The certificate issuance flow:
- Certbot sends a domain ownership verification request to the Let's Encrypt server.
- Let's Encrypt sends a validation request to
http://<domain>/.well-known/acme-challenge/. - Nginx proxies that path to the webroot directory mounted by Certbot.
- On successful validation, the certificate is issued and saved to the shared volume.
- Nginx reads the certificate from the volume and serves HTTPS.
Directory Structure
project/
├── docker-compose.yml
├── nginx/
│ ├── conf.d/
│ │ ├── default.conf # HTTP (for initial issuance)
│ │ └── ssl.conf # HTTPS (used after certificate issuance)
│ └── nginx.conf
├── certbot/
│ └── renew.sh # Auto-renewal script
└── .env
Development Environment: HTTPS Testing with Self-Signed Certificates
In development environments without a production domain, generate a self-signed certificate with OpenSSL to test HTTPS.
# Create certificate storage directory
mkdir -p ./certs
# Generate self-signed certificate (valid for 10 years)
openssl req -x509 -nodes -days 3650 -newkey rsa:2048 \
-keyout ./certs/privkey.pem \
-out ./certs/fullchain.pem \
-subj "/C=US/ST=California/L=SanFrancisco/O=Dev/CN=localhost"

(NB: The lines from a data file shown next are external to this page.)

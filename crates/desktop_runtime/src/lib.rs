//! Window manager and session state for the browser desktop shell.
//!
//! [`reducer::reduce_desktop`] is the single mutation path for desktop state. The Leptos layer in
//! [`components`] renders that state, routes pointer interactions through
//! [`interaction::InteractionController`], and hands reducer effects to the host adapters.

pub mod apps;
pub mod components;
pub mod content;
mod effect_executor;
pub mod event_bridge;
pub mod host;
pub mod interaction;
pub mod model;
pub mod notifications;
pub mod persistence;
pub mod reducer;
mod runtime_context;
pub mod supervision;
pub mod window_manager;

pub use components::{use_desktop_runtime, DesktopProvider, DesktopRuntimeContext, DesktopShell};
pub use content::{ContentFactory, WindowContent};
pub use event_bridge::{BridgeSignal, EventBridge};
pub use model::*;
pub use notifications::{Notification, NotificationCenter, NotificationLevel};
pub use persistence::{load_boot_snapshot, PersistenceError};
pub use reducer::{reduce_desktop, DesktopAction, ReducerError, RuntimeEffect};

Development Nginx config file nginx/conf.d/dev-ssl.conf:
server {
listen 80;
server_name localhost;
return 301 https://$host$request_uri;
}
server {
listen 443 ssl;
server_name localhost;
ssl_certificate /etc/nginx/certs/fullchain.pem;
ssl_certificate_key /etc/nginx/certs/privkey.pem;
ssl_protocols TLSv1.2 TLSv1.3;
ssl_ciphers HIGH:!aNULL:!MD5;
location / {
proxy_pass http://app:8080;
proxy_set_header Host $host;
proxy_set_header X-Real-IP $remote_addr;
proxy_set_header X-Forwarded-For $proxy_add_x_forwarded_for;
proxy_set_header X-Forwarded-Proto $scheme;
}
}
Development docker-compose.dev.yml:
version: "3.9"
services:
nginx:
image: nginx:1.25-alpine
ports:
- "80:80"
- "443:443"
volumes:
- ./nginx/conf.d/dev-ssl.conf:/etc/nginx/conf.d/default.conf:ro
- ./certs:/etc/nginx/certs:ro
depends_on:
- app
app:
image: my-app:latest
expose:
- "8080"
Production Environment: Let's Encrypt Certificate Issuance
Step 1: HTTP-Only Initial Nginx Configuration
Before issuing a certificate, you need an Nginx config that allows only HTTP. Connect the ACME challenge path to webroot.
nginx/conf.d/default.conf:
server {
listen 80;
server_name example.com www.example.com;
# Certbot ACME challenge path
location /.well-known/acme-challenge/ {
root /var/www/certbot;
}
# Redirect to HTTPS after certificate issuance (comment out initially)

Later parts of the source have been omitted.